BrandonHabes’s review published on Letterboxd:
The story begins promising. We find Mifune deep in a wartime jungle operating on an injured soldier amidst a tropical downpour. The weather outside is ominous and tactile, a great mood-dresser that signals bad things down the road. Mifune plays doctor this time around (as opposed to gangster), which compliments the wide range this mighty fine actor is able to embody from role to role. After he accidentally cuts his finger and contracts syphilis from the patient, the remainder of the film becomes an obsessive grapple between keeping his condition a secret from his fiancé and slowly finding ways to push her away. The secret is what eats at him, sullies his conscience, forces him into strained celibacy. The irony? He was a doctor attempting to save another person's life, not getting freaky-deeky in the sheets with others.

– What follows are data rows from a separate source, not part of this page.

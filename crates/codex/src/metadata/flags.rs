use bitflags::bitflags;
use serde::Deserialize;
use serde::Serialize;

bitflags! {
    /// Boolean properties shared across element metadata.
    #[derive(Debug, Default, Clone, Copy, PartialEq, Eq, Hash, Serialize, Deserialize)]
    pub struct MetadataFlags: u32 {
        const ABSTRACT = 1 << 0;
        const FINAL = 1 << 1;
        const STATIC = 1 << 2;
        const INTERFACE = 1 << 3;
        const TRAIT = 1 << 4;
        const DEPRECATED = 1 << 5;
        /// The element overrides (or is shadowed by) an ancestor's member.
        const OVERRIDE = 1 << 6;
        /// Ancestor hydration has completed for this class.
        const HYDRATED = 1 << 7;
        const VARIADIC = 1 << 8;
        const BY_REFERENCE = 1 << 9;
        /// The function-like body contains a `yield`.
        const HAS_YIELD = 1 << 10;
        const RETURNS_REFERENCE = 1 << 11;
        const CLOSURE = 1 << 12;
        /// Provided by the engine rather than declared in analyzed code.
        const INTERNAL = 1 << 13;
        /// The union type came from a doc-comment rather than a declaration.
        const FROM_DOC = 1 << 14;
        /// Synthesized during analysis (e.g. through `__get` or a dynamic write).
        const DYNAMIC = 1 << 15;
    }
}

impl MetadataFlags {
    #[inline]
    #[must_use]
    pub const fn is_abstract(self) -> bool {
        self.contains(MetadataFlags::ABSTRACT)
    }

    #[inline]
    #[must_use]
    pub const fn is_static(self) -> bool {
        self.contains(MetadataFlags::STATIC)
    }

    #[inline]
    #[must_use]
    pub const fn is_interface(self) -> bool {
        self.contains(MetadataFlags::INTERFACE)
    }

    #[inline]
    #[must_use]
    pub const fn is_trait(self) -> bool {
        self.contains(MetadataFlags::TRAIT)
    }

    #[inline]
    #[must_use]
    pub const fn is_deprecated(self) -> bool {
        self.contains(MetadataFlags::DEPRECATED)
    }

    #[inline]
    #[must_use]
    pub const fn is_override(self) -> bool {
        self.contains(MetadataFlags::OVERRIDE)
    }

    #[inline]
    #[must_use]
    pub const fn is_hydrated(self) -> bool {
        self.contains(MetadataFlags::HYDRATED)
    }

    #[inline]
    #[must_use]
    pub const fn is_variadic(self) -> bool {
        self.contains(MetadataFlags::VARIADIC)
    }

    #[inline]
    #[must_use]
    pub const fn is_by_reference(self) -> bool {
        self.contains(MetadataFlags::BY_REFERENCE)
    }

    #[inline]
    #[must_use]
    pub const fn has_yield(self) -> bool {
        self.contains(MetadataFlags::HAS_YIELD)
    }

    #[inline]
    #[must_use]
    pub const fn is_closure(self) -> bool {
        self.contains(MetadataFlags::CLOSURE)
    }

    #[inline]
    #[must_use]
    pub const fn is_internal(self) -> bool {
        self.contains(MetadataFlags::INTERNAL)
    }
}

/// Member visibility.
#[derive(Debug, Clone, Copy, Default, PartialEq, Eq, Hash, PartialOrd, Ord, Serialize, Deserialize)]
#[serde(rename_all = "lowercase")]
pub enum Visibility {
    #[default]
    Public,
    Protected,
    Private,
}

impl Visibility {
    #[inline]
    #[must_use]
    pub const fn as_str(self) -> &'static str {
        match self {
            Visibility::Public => "public",
            Visibility::Protected => "protected",
            Visibility::Private => "private",
        }
    }

    /// Whether `self` is more restrictive than `other`.
    #[inline]
    #[must_use]
    pub fn is_narrower_than(self, other: Visibility) -> bool {
        self > other
    }
}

As I'm writing this I'm actually convinced this is a really interesting story. The execution, unfortunately, is really quite underwhelming. Maybe it's the source material being used (a stage to film adaptation that, for me, rarely works without feeling static). Maybe it's that the finished film never felt like it really moved, despite a magnetic performance from Mifune. There are some compelling images and potential symbols hiding in the corner, but it all feels remarkably dull. Speaking of symbols, what are they? A diseased man unable to articulate his condition to anybody close to him, and who bottles up his personality to the point of explosion, might be a placeholder for Japan's wartime defeat and struggling postwar regeneration. It was obvious what disease meant in DRUNKEN ANGEL, but here the disease felt less like a developed symbol and more like a tool of artifice to keep plot beats moving along. I'll need to ruminate on that a bit more.
What would've been awesome is if Mifune was actually able to go insane in this story (as the original cut had displayed before U.S. censors came in and changed the ending). Apparently though that would've "terrified people and no one would come for medical aid." lol. Mifune doesn't go insane (that’ll come later with THRONE OF BLOOD). Instead, the conclusion settles for conservative safety, which makes sense given the era of Occupation. Overall, this film feels like a first draft that never seemed to have Kurosawa's heart fully in it to refine. End product felt a bit bland.